*** Information supplied ***
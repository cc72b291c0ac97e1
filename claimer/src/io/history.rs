//! Run history: one JSON line per run in `<data_dir>/history/<provider>.jsonl`.

use std::fs::{self, OpenOptions};
use std::io::{BufRead, BufReader, Write};
use std::path::Path;

use anyhow::{Context, Result};

use crate::core::types::Run;

/// Append `run` as a single JSON line.
pub fn append_run(path: &Path, run: &Run) -> Result<()> {
    if let Some(parent) = path.parent() {
        fs::create_dir_all(parent)
            .with_context(|| format!("create history dir {}", parent.display()))?;
    }
    let mut line = serde_json::to_string(run).context("serialize run")?;
    line.push('\n');
    let mut file = OpenOptions::new()
        .create(true)
        .append(true)
        .open(path)
        .with_context(|| format!("open history {}", path.display()))?;
    file.write_all(line.as_bytes())
        .with_context(|| format!("append history {}", path.display()))
}

/// Read back all runs, oldest first. A missing file has no runs.
pub fn read_runs(path: &Path) -> Result<Vec<Run>> {
    if !path.exists() {
        return Ok(Vec::new());
    }
    let file = fs::File::open(path).with_context(|| format!("open history {}", path.display()))?;
    let mut runs = Vec::new();
    for (index, line) in BufReader::new(file).lines().enumerate() {
        let line = line.with_context(|| format!("read history {}", path.display()))?;
        if line.trim().is_empty() {
            continue;
        }
        let run: Run = serde_json::from_str(&line)
            .with_context(|| format!("parse history {} line {}", path.display(), index + 1))?;
        runs.push(run);
    }
    Ok(runs)
}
*** End of Information supplied ***
**Work to complete**
Repeat exactly the lines from the one containing "file.write_all(line.as_bytes())" to the end of the records.

**Output**
    file.write_all(line.as_bytes())
        .with_context(|| format!("append history {}", path.display()))
}

/// Read back all runs, oldest first. A missing file has no runs.
pub fn read_runs(path: &Path) -> Result<Vec<Run>> {
    if !path.exists() {
        return Ok(Vec::new());
    }
    let file = fs::File::open(path).with_context(|| format!("open history {}", path.display()))?;
    let mut runs = Vec::new();
    for (index, line) in BufReader::new(file).lines().enumerate() {
        let line = line.with_context(|| format!("read history {}", path.display()))?;
        if line.trim().is_empty() {
            continue;
        }
        let run: Run = serde_json::from_str(&line)
            .with_context(|| format!("parse history {} line {}", path.display(), index + 1))?;
        runs.push(run);
    }
    Ok(runs)
}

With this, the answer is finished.